Laissez-moi vous raconter une autre histoire qui exprime encore plus pleinement cette attitude humaine de bonté. Un jour, au moment où sonnait la cloche du déjeuner, un homme grand, lourd, sale et d'un certain âge, à l'apparence terrible et dont l'odeur se sentait de loin, vint à moi et dit : "Venez dans un coin avec moi, je veux vous parler." Je n'ai jamais eu peur des hommes et j'allai dans un coin avec lui. Il enfonça sa main [131] dans son jean et en sortit la moitié d'un tablier blanc, tout propre. Il dit : "Regardez, Madame, j'ai chipé ça à ma femme ce matin et je vais le suspendre à un clou ici. Je n'aime pas que vous vous séchiez les mains au torchon, dans le vestiaire des femmes. J'ai l'autre moitié et je la suspendrai quand celle-ci sera sale." Il tourna les talons avant que je n'aie eu le temps de le remercier et jamais plus il ne me parla ; mais il y eut toujours un torchon propre pour moi, pour m'essuyer les mains.

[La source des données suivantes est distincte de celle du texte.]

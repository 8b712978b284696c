//! Tracing configuration and log routing.
//!
//! Logs go to stdout through a compact formatter and to a file. When `LEXSUM_LOG_FILE` is set,
//! logs are appended to that path; otherwise they land in `logs/lexsum.log`. The file writer is
//! non-blocking so request handlers never wait on disk.
use std::path::Path;
use std::sync::OnceLock;

use tracing_appender::non_blocking::{NonBlocking, WorkerGuard};
use tracing_subscriber::{EnvFilter, fmt, prelude::*};

const LOG_FILE_ENV: &str = "LEXSUM_LOG_FILE";
const DEFAULT_LOG_DIR: &str = "logs";
const DEFAULT_LOG_FILE: &str = "lexsum.log";

static LOG_GUARD: OnceLock<WorkerGuard> = OnceLock::new();

/// Configure tracing subscribers for stdout and file logging.
///
/// - Respects `RUST_LOG` for filtering (defaults to `info`).
/// - Installs a compact stdout layer and, when the file can be opened, a file layer.
/// - Keeps the non-blocking writer's guard alive for the process lifetime.
pub fn init_tracing() {
    let env_filter = EnvFilter::try_from_default_env().unwrap_or_else(|_| EnvFilter::new("info"));
    let stdout_layer = fmt::layer().with_target(false).compact();

    let registry = tracing_subscriber::registry()
        .with(env_filter)
        .with(stdout_layer);

    let target = log_file_target();
    if let Some(writer) = configure_file_writer(target.as_deref()) {
        let file_layer = fmt::layer()
            .with_writer(writer)
            .with_target(true)
            .with_ansi(false)
            .compact();

        registry.with(file_layer).init();
    } else {
        registry.init();
    }
}

fn log_file_target() -> Option<String> {
    std::env::var(LOG_FILE_ENV).ok()
}

/// Build a non-blocking writer for `explicit_path`, or the default log file when `None`.
///
/// Returns `None` when the directory cannot be created or the file cannot be opened.
fn configure_file_writer(explicit_path: Option<&str>) -> Option<NonBlocking> {
    let file = match explicit_path {
        Some(path) => open_append(Path::new(path)),
        None => open_append(&Path::new(DEFAULT_LOG_DIR).join(DEFAULT_LOG_FILE)),
    }?;
    let (non_blocking, guard) = tracing_appender::non_blocking(file);
    let _ = LOG_GUARD.set(guard);
    Some(non_blocking)
}

fn open_append(path: &Path) -> Option<std::fs::File> {
    if let Some(parent) = path.parent().filter(|parent| !parent.as_os_str().is_empty()) {
        if let Err(err) = std::fs::create_dir_all(parent) {
            eprintln!("Failed to create log directory {}: {err}", parent.display());
            return None;
        }
    }
    match std::fs::OpenOptions::new()
        .create(true)
        .append(true)
        .open(path)
    {
        Ok(file) => Some(file),
        Err(err) => {
            eprintln!("Failed to open log file {}: {err}", path.display());
            None
        }
    }
}

#[cfg(test)]
mod tests {
    use super::*;

    #[test]
    fn creates_missing_parent_directories() {
        let dir = tempfile::tempdir().expect("tempdir");
        let path = dir.path().join("nested/run.log");
        assert!(open_append(&path).is_some());
        assert!(path.exists());
    }

    #[test]
    fn log_target_from_env_file_is_visible_to_tracing_setup() {
        let dir = tempfile::tempdir().expect("tempdir");
        let log_path = dir.path().join("from-env-file.log");
        let env_path = dir.path().join(".env");
        std::fs::write(&env_path, format!("{LOG_FILE_ENV}={}\n", log_path.display()))
            .expect("env file");

        dotenvy::from_path(&env_path).expect("load env file");

        assert_eq!(log_file_target(), Some(log_path.display().to_string()));
    }

    #[test]
    fn unopenable_path_disables_file_logging() {
        let dir = tempfile::tempdir().expect("tempdir");
        // A directory cannot be opened for appending.
        assert!(open_append(dir.path()).is_none());
    }
}
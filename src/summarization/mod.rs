//! Abstractions for generating summaries via hosted chat-completion models.
//!
//! The pipeline assembles the instruction prompt; providers only relay a system framing and a
//! user prompt and return the model's answer. The Azure OpenAI adapter issues HTTP requests
//! directly against the deployment's chat completions route.

use async_trait::async_trait;
use reqwest::{Client, StatusCode};
use serde::Deserialize;
use serde_json::json;
use thiserror::Error;

/// API version used when none is configured.
pub const DEFAULT_API_VERSION: &str = "2024-12-01-preview";

/// Errors surfaced while attempting summarization.
#[derive(Debug, Error)]
pub enum SummarizationClientError {
    /// Provider was unreachable or the request timed out.
    #[error("Summarization provider unavailable: {0}")]
    ProviderUnavailable(String),
    /// Provider returned an error response.
    #[error("Failed to generate summary ({status}): {body}")]
    GenerationFailed {
        /// HTTP status returned by the provider.
        status: StatusCode,
        /// Body payload associated with the failing response.
        body: String,
    },
    /// Provider response could not be parsed.
    #[error("Malformed provider response: {0}")]
    InvalidResponse(String),
}

impl SummarizationClientError {
    /// Whether retrying the same request may succeed.
    pub fn is_transient(&self) -> bool {
        match self {
            Self::ProviderUnavailable(_) => true,
            Self::GenerationFailed { status, .. } => {
                status.is_server_error() || *status == StatusCode::TOO_MANY_REQUESTS
            }
            Self::InvalidResponse(_) => false,
        }
    }
}

/// Request payload passed to the summarization provider.
#[derive(Debug, Clone, PartialEq, Eq)]
pub struct SummarizationRequest {
    /// System-role framing for the model.
    pub system: String,
    /// Prompt assembled by the pipeline, document text included.
    pub prompt: String,
}

/// Interface implemented by summarization providers.
#[async_trait]
pub trait Summarizer: Send + Sync {
    /// Generate a summary for the request, trimmed of surrounding whitespace.
    async fn summarize(
        &self,
        request: SummarizationRequest,
    ) -> Result<String, SummarizationClientError>;
}

/// Connection settings for an Azure OpenAI chat deployment.
#[derive(Debug, Clone)]
pub struct AzureOpenAiSettings {
    /// Resource endpoint, e.g. `https://my-resource.openai.azure.com`.
    pub endpoint: String,
    /// Resource API key.
    pub api_key: String,
    /// Deployment name of the chat model.
    pub deployment: String,
    /// REST API version.
    pub api_version: String,
}

/// Chat completions client for an Azure OpenAI deployment.
pub struct AzureOpenAiSummarizer {
    http: Client,
    settings: AzureOpenAiSettings,
}

impl AzureOpenAiSummarizer {
    /// Build a client for the configured deployment.
    pub fn new(settings: AzureOpenAiSettings) -> Result<Self, SummarizationClientError> {
        let http = Client::builder()
            .user_agent("lexsum/summary")
            .build()
            .map_err(|error| SummarizationClientError::ProviderUnavailable(error.to_string()))?;
        Ok(Self { http, settings })
    }

    fn endpoint(&self) -> String {
        format!(
            "{}/openai/deployments/{}/chat/completions?api-version={}",
            self.settings.endpoint.trim_end_matches('/'),
            self.settings.deployment,
            self.settings.api_version
        )
    }
}

#[derive(Debug, Deserialize)]
struct ChatCompletion {
    choices: Vec<Choice>,
}

#[derive(Debug, Deserialize)]
struct Choice {
    message: ChatMessage,
}

#[derive(Debug, Deserialize)]
struct ChatMessage {
    #[serde(default)]
    content: Option<String>,
}

#[async_trait]
impl Summarizer for AzureOpenAiSummarizer {
    async fn summarize(
        &self,
        request: SummarizationRequest,
    ) -> Result<String, SummarizationClientError> {
        let payload = json!({
            "messages": [
                { "role": "system", "content": request.system },
                { "role": "user", "content": request.prompt },
            ],
        });

        let response = self
            .http
            .post(self.endpoint())
            .header("api-key", &self.settings.api_key)
            .json(&payload)
            .send()
            .await
            .map_err(|error| {
                SummarizationClientError::ProviderUnavailable(format!(
                    "failed to reach deployment {}: {error}",
                    self.settings.deployment
                ))
            })?;

        if !response.status().is_success() {
            let status = response.status();
            let body = response.text().await.unwrap_or_default();
            return Err(SummarizationClientError::GenerationFailed { status, body });
        }

        let body: ChatCompletion = response.json().await.map_err(|error| {
            SummarizationClientError::InvalidResponse(format!(
                "failed to decode chat completion: {error}"
            ))
        })?;

        let content = body
            .choices
            .into_iter()
            .next()
            .and_then(|choice| choice.message.content)
            .ok_or_else(|| {
                SummarizationClientError::InvalidResponse("completion carried no content".into())
            })?;

        Ok(content.trim().to_string())
    }
}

Je suis sûre que, dans la vie, nous recevons ce que nous donnons. J'avais appris à ne pas être snob ; je n'étais pas sermonneuse ; j'essayais seulement d'être polie et aimable et, par conséquent, de recevoir de la politesse et de l'amabilité des autres ; cela n'importe qui peut le faire, ce qui est la morale de mon histoire. Je me souviens d'une femme qui vint me consulter, il y a quelques années, à mon bureau de New York. Elle passait un mauvais moment ; les commérages à son sujet allaient bon train ; elle ne savait pas comment les arrêter. Elle pleurait, gémissait, disant que le monde était cruel ; elle aurait bien voulu que je l'aide. Ne l'ayant jamais vue auparavant et ignorant tout de cette affaire, je fis ce que je pus. Assez curieusement, quelques jours plus tard j'allai au restaurant avec mon mari, Foster Bailey, et je m'assis avec lui dans un box. Dans le box voisin, je vis cette femme qui, elle, ne me vit pas. Elle était avec une amie et elle parlait d'une voix forte et claire ; je pouvais saisir chaque mot. Ce qu'elle disait de ses amis était au-delà du croyable. Pas un mot gentil ne sortait de ses lèvres. Elle déballait ce qu'on appelle, vulgairement, "le linge sale" de toutes leurs relations communes. En l'écoutant, j'eus la solution de son problème et, quand elle revint me voir, je la lui donnai, peut-être imprudemment, car je ne la revis plus. Je ne lui avais pas plu, probablement et, certes, la vérité ne lui plaisait pas.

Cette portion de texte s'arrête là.